Middle East asset management reaches US$1.3 trillion in 2022

The Middle East holds the second most in asset management globally with AUM growing by a whopping US$100bn in 2022 to reach US$1.3 trillion, BCG reports

Despite challenges faced globally, the Middle East’s Assets Under Management (AuM) grew by a whopping US$100 billion in 2022 to reach US$1.3 trillion, according to BCG's latest annual Asset Management Report, which investigated the factors shaping the asset management industry.

The region outperformed both Europe and the US, but not Asia, perhaps unsurprising given the Middle East is home to some of the world's largest sovereign wealth funds.

But while AuM in the Middle East performed "relatively better" than in Europe or the US in 2022, the report warns that growth is no longer guaranteed and urges organisations in the region to be proactive in recouping historic profit growth – prior to 2022. 

The fact is – 2022 was the one of the worst years for global investor returns since the financial crisis of 2008.

"In an environment where growth is no longer guaranteed, where fees are being compressed, and where passive investing is increasingly popular, the Middle East's asset management industry is facing a crucial turning point," says Farouk El Hosni, Principal at BCG.

Transformation is necessary if organisations want to recoup historic profits

Farouk urges leaders to "re-examine their organisations' strategies" to take their fair share in the market growth and accelerate profit contributions. “Organisations should evaluate and optimise costs across the full value chain, and really focus on what makes them stand out. Going forward, the only choice is change.”

Since 2006, 90% of revenue growth came from market performance, and in an environment where this is no longer guaranteed, transformation is the only option. 

The report signals that while markets are expected to recover, central banks all over the world are no longer engineering sustained market appreciation. In fact, their goals for the short term are exactly the reverse, as they look to slow growth to combat inflation – something that is guaranteed to have an impact, especially on equity markets.

For the Middle East region, however, the growth potential is far more positive "driven by continued higher oil income and comparatively positive equity market developments", the report finds.

BCG predicts that given the existing pressures and market expectations, if global asset managers stay the course, their annual profit growth will be around half the industry average of recent years (5% versus 10%).

To return to historical levels, asset managers will need to cut costs by 20% overall and shift their revenue mix to generate at least 30% of their revenue from higher-margin products.

So, what should be top the leadership agenda in asset management over the next few year? BCG points to three key themes:

  • Profitability Asset managers should transform their approach to profitability – by understanding the expenses and drivers in each function and using multiple initiatives to optimise costs, rather than just slash expenses

  • Personalisation: Asset managers should harness the technologies that make highly personalised client experiences and products possible. BCG points to new technologies in boosting personalisation efficiency and effectiveness in the sales and marketing process, potentially leading to an increase in sales conversions of about 20% relative to traditional approaches.

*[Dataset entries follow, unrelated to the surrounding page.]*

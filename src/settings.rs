//! Detection settings and the flat buffer layouts they define.
//!
//! Settings are plain `serde` structs, usually loaded from a JSON file:
//!
//! ```json
//! {
//!   "category_count": 20,
//!   "boxes_per_cell": 2,
//!   "grid_side_length": 7,
//!   "detection_threshold": 0.2,
//!   "nms": true
//! }
//! ```

use std::fs::File;
use std::io::BufReader;
use std::path::Path;

use serde::{Deserialize, Serialize};

use crate::error::{Result, VocEvalError};

/// Configuration of a grid detector and its post-processing.
#[derive(Debug, Clone, PartialEq, Serialize, Deserialize)]
pub struct DetectionSettings {
    pub category_count: usize,
    pub boxes_per_cell: usize,
    pub detection_threshold: f32,
    /// Name of the shape encoding backend, informational only.
    #[serde(default)]
    pub encoding: String,
    pub grid_side_length: usize,
    #[serde(default = "default_true")]
    pub nms: bool,
    #[serde(default = "default_params_per_box")]
    pub params_per_box: usize,
    #[serde(default = "default_params_per_confidence_score")]
    pub params_per_confidence_score: usize,
    #[serde(default)]
    pub params_per_shape_encoding: usize,
    /// Single-class mode: category 0 carries the raw box confidence.
    #[serde(default)]
    pub only_objectness: bool,
    #[serde(default = "default_overlap_threshold")]
    pub overlap_threshold: f32,
    #[serde(default = "default_shape_scale")]
    pub shape_scale: f32,
    /// The network predicts the square root of width and height.
    #[serde(default = "default_true")]
    pub use_square: bool,
}

fn default_true() -> bool {
    true
}

fn default_params_per_box() -> usize {
    4
}

fn default_params_per_confidence_score() -> usize {
    1
}

fn default_overlap_threshold() -> f32 {
    0.5
}

fn default_shape_scale() -> f32 {
    0.1
}

impl DetectionSettings {
    /// Settings for a box-only detector with the default thresholds.
    pub fn new(category_count: usize, boxes_per_cell: usize, grid_side_length: usize) -> Self {
        Self {
            category_count,
            boxes_per_cell,
            detection_threshold: 0.2,
            encoding: String::new(),
            grid_side_length,
            nms: true,
            params_per_box: default_params_per_box(),
            params_per_confidence_score: default_params_per_confidence_score(),
            params_per_shape_encoding: 0,
            only_objectness: false,
            overlap_threshold: default_overlap_threshold(),
            shape_scale: default_shape_scale(),
            use_square: true,
        }
    }

    /// Check that the settings describe a usable layout.
    pub fn validate(&self) -> Result<()> {
        if self.category_count == 0 {
            return Err(VocEvalError::InvalidSettings(
                "category_count must be at least 1".to_string(),
            ));
        }
        if self.grid_side_length == 0 {
            return Err(VocEvalError::InvalidSettings(
                "grid_side_length must be at least 1".to_string(),
            ));
        }
        if self.boxes_per_cell == 0 {
            return Err(VocEvalError::InvalidSettings(
                "boxes_per_cell must be at least 1".to_string(),
            ));
        }
        if self.params_per_box != 4 {
            return Err(VocEvalError::InvalidSettings(format!(
                "params_per_box must be 4, got {}",
                self.params_per_box
            )));
        }
        if self.params_per_confidence_score != 1 {
            return Err(VocEvalError::InvalidSettings(format!(
                "params_per_confidence_score must be 1, got {}",
                self.params_per_confidence_score
            )));
        }
        if !(0.0..=1.0).contains(&self.detection_threshold) {
            return Err(VocEvalError::InvalidThreshold(format!(
                "detection_threshold must be between 0.0 and 1.0, got {}",
                self.detection_threshold
            )));
        }
        if !(0.0..=1.0).contains(&self.overlap_threshold) {
            return Err(VocEvalError::InvalidThreshold(format!(
                "overlap_threshold must be between 0.0 and 1.0, got {}",
                self.overlap_threshold
            )));
        }
        Ok(())
    }

    /// Buffer layout for these settings.
    pub fn layout(&self) -> GridLayout {
        GridLayout {
            side: self.grid_side_length,
            categories: self.category_count,
            boxes_per_cell: self.boxes_per_cell,
            params_per_box: self.params_per_box,
            params_per_confidence: self.params_per_confidence_score,
            params_per_shape: self.params_per_shape_encoding,
        }
    }
}

/// Index arithmetic for the prediction and training-target buffers.
///
/// Prediction buffer, cells in row-major order:
///
/// ```text
/// [ class probabilities: S*S*C ][ box confidences: S*S*B ][ boxes + shapes: S*S*B*(P+E) ]
/// ```
///
/// Training-target buffer, one record per cell:
///
/// ```text
/// [ confidence ][ class pmf: C ][ box: P ][ shape: E ]
/// ```
#[derive(Debug, Clone, Copy, PartialEq, Eq)]
pub struct GridLayout {
    side: usize,
    categories: usize,
    boxes_per_cell: usize,
    params_per_box: usize,
    params_per_confidence: usize,
    params_per_shape: usize,
}

impl GridLayout {
    pub fn side(&self) -> usize {
        self.side
    }

    pub fn cell_count(&self) -> usize {
        self.side * self.side
    }

    /// `(row, col)` of a cell.
    pub fn cell_position(&self, cell: usize) -> (usize, usize) {
        (cell / self.side, cell % self.side)
    }

    pub fn class_index(&self, cell: usize, category: usize) -> usize {
        cell * self.categories + category
    }

    pub fn confidence_index(&self, cell: usize, slot: usize) -> usize {
        self.cell_count() * self.categories + cell * self.boxes_per_cell + slot
    }

    pub fn box_index(&self, cell: usize, slot: usize) -> usize {
        self.cell_count() * (self.categories + self.boxes_per_cell)
            + (cell * self.boxes_per_cell + slot) * (self.params_per_box + self.params_per_shape)
    }

    pub fn shape_index(&self, cell: usize, slot: usize) -> usize {
        self.box_index(cell, slot) + self.params_per_box
    }

    pub fn prediction_len(&self) -> usize {
        self.cell_count()
            * (self.categories
                + self.boxes_per_cell
                + self.boxes_per_cell * (self.params_per_box + self.params_per_shape))
    }

    pub fn target_params_per_cell(&self) -> usize {
        self.params_per_confidence + self.params_per_box + self.params_per_shape + self.categories
    }

    pub fn target_cell_index(&self, cell: usize) -> usize {
        cell * self.target_params_per_cell()
    }

    pub fn target_len(&self) -> usize {
        self.cell_count() * self.target_params_per_cell()
    }
}

/// Load detection settings from a JSON file.
///
/// # Errors
///
/// Returns an error if the file cannot be read, parsed or fails validation.
///
/// # Example
///
/// ```no_run
/// use voc_eval::settings::load_from_file;
///
/// let settings = load_from_file("detector.json").unwrap();
/// println!("{} categories", settings.category_count);
/// ```
pub fn load_from_file<P: AsRef<Path>>(path: P) -> Result<DetectionSettings> {
    let file = File::open(path)?;
    let reader = BufReader::new(file);
    let settings: DetectionSettings = serde_json::from_reader(reader)?;

    settings.validate()?;

    Ok(settings)
}

/// Load detection settings from a JSON string.
///
/// # Example
///
/// ```
/// use voc_eval::settings::load_from_str;
///
/// let json = r#"{
///     "category_count": 20,
///     "boxes_per_cell": 2,
///     "grid_side_length": 7,
///     "detection_threshold": 0.2
/// }"#;
/// let settings = load_from_str(json).unwrap();
/// assert!(settings.use_square);
/// assert_eq!(settings.layout().prediction_len(), 7 * 7 * (20 + 2 + 2 * 4));
/// ```
pub fn load_from_str(json: &str) -> Result<DetectionSettings> {
    let settings: DetectionSettings = serde_json::from_str(json)?;
    settings.validate()?;
    Ok(settings)
}

#[cfg(test)]
mod tests {
    use super::*;

    #[test]
    fn test_defaults_from_json() {
        let json = r#"{
            "category_count": 3,
            "boxes_per_cell": 2,
            "grid_side_length": 7,
            "detection_threshold": 0.1
        }"#;
        let settings = load_from_str(json).unwrap();
        assert!(settings.nms);
        assert!(settings.use_square);
        assert!(!settings.only_objectness);
        assert_eq!(settings.params_per_box, 4);
        assert_eq!(settings.params_per_confidence_score, 1);
        assert_eq!(settings.params_per_shape_encoding, 0);
        assert!((settings.overlap_threshold - 0.5).abs() < 1e-6);
    }

    #[test]
    fn test_validation_failures() {
        let mut settings = DetectionSettings::new(3, 2, 7);
        settings.grid_side_length = 0;
        assert!(matches!(settings.validate(), Err(VocEvalError::InvalidSettings(_))));

        let mut settings = DetectionSettings::new(3, 2, 7);
        settings.params_per_box = 5;
        assert!(matches!(settings.validate(), Err(VocEvalError::InvalidSettings(_))));

        let mut settings = DetectionSettings::new(3, 2, 7);
        settings.detection_threshold = 1.5;
        assert!(matches!(settings.validate(), Err(VocEvalError::InvalidThreshold(_))));
    }

    #[test]
    fn test_prediction_layout() {
        let mut settings = DetectionSettings::new(3, 2, 2);
        settings.params_per_shape_encoding = 5;
        let layout = settings.layout();

        assert_eq!(layout.cell_count(), 4);
        assert_eq!(layout.class_index(1, 2), 5);
        assert_eq!(layout.confidence_index(0, 0), 12);
        assert_eq!(layout.confidence_index(3, 1), 12 + 7);
        assert_eq!(layout.box_index(0, 0), 4 * 5);
        assert_eq!(layout.box_index(1, 1), 20 + 3 * 9);
        assert_eq!(layout.shape_index(1, 1), 20 + 3 * 9 + 4);
        assert_eq!(layout.prediction_len(), 4 * (3 + 2 + 2 * 9));
        assert_eq!(layout.box_index(3, 1) + 9, layout.prediction_len());
    }

    #[test]
    fn test_target_layout() {
        let settings = DetectionSettings::new(3, 2, 7);
        let layout = settings.layout();
        assert_eq!(layout.target_params_per_cell(), 1 + 4 + 3);
        assert_eq!(layout.target_cell_index(2), 16);
        assert_eq!(layout.target_len(), 49 * 8);
        assert_eq!(layout.cell_position(10), (1, 3));
    }

    #[test]
    fn test_load_missing_file() {
        let result = load_from_file("/nonexistent/detector.json");
        assert!(matches!(result, Err(VocEvalError::IoError(_))));
    }
}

  • Private Markets Companies should pursue high-growth alternative investments and the private market opportunities. Those aiming to enter the alternative market can do so through four primary pathways – including building in-house, buying multiple firms and using an affiliate or boutique structure, buying an alternative firm and operating it independently, or establishing partnerships.

    "This is especially applicable for Middle Eastern asset managers given the high preference of regional investors for private assets and the lack of other alternative investment instruments," BCG says. 

Alternative investments as growing option for Middle Eastern sovereign wealth funds 

Preqin's just-released Sovereign Wealth Funds 2023 report backs this up, and shows that alternative assets will continue to have a place in the portfolios of sovereign wealth funds if they provide diversification benefits and good risk-adjusted returns.

"With their abundant financial resources and increasingly sophisticated investment teams, sovereign wealth funds have the kind of capital that can give them access to top-performing funds," the report states. 

The sheer amount of fresh capital managed by Middle East-based sovereign wealth funds far exceeds the needs and capacity of their domestic capital markets, and so their appetite for alternative assets has risen. Preqin analysis of Middle East-based sovereign wealth fund data shows that the average allocations to alternatives have doubled YoY at the end of 2022, rising from 22% of total assets at the end of 2021 to 44%.

While some of this is driven by the very high allocation levels of some of smaller sovereign wealth funds regionally, this trend reflects their ongoing pursuit of non-traditional assets to boost returns. Percentage allocations are also likely to be boosted by falls in the valuations of public equities and bonds in 2022, according to the latest data.

The increase shows the flexibility that these Middle Eastern sovereign wealth funds have when making investment decisions, as they often have fewer short and medium-term liabilities than other types of institutional investors.

Harsha Narayan, Managing Editor at Preqin, says: “Sovereign wealth funds have continued to build sophisticated in-house teams and are increasingly able to act more like a fund manager when deploying capital. They leverage talent, technology, and partnerships, with fund managers and investors to invest in various alternative asset classes, and they are growing more competent to conduct direct or co-investment deals.”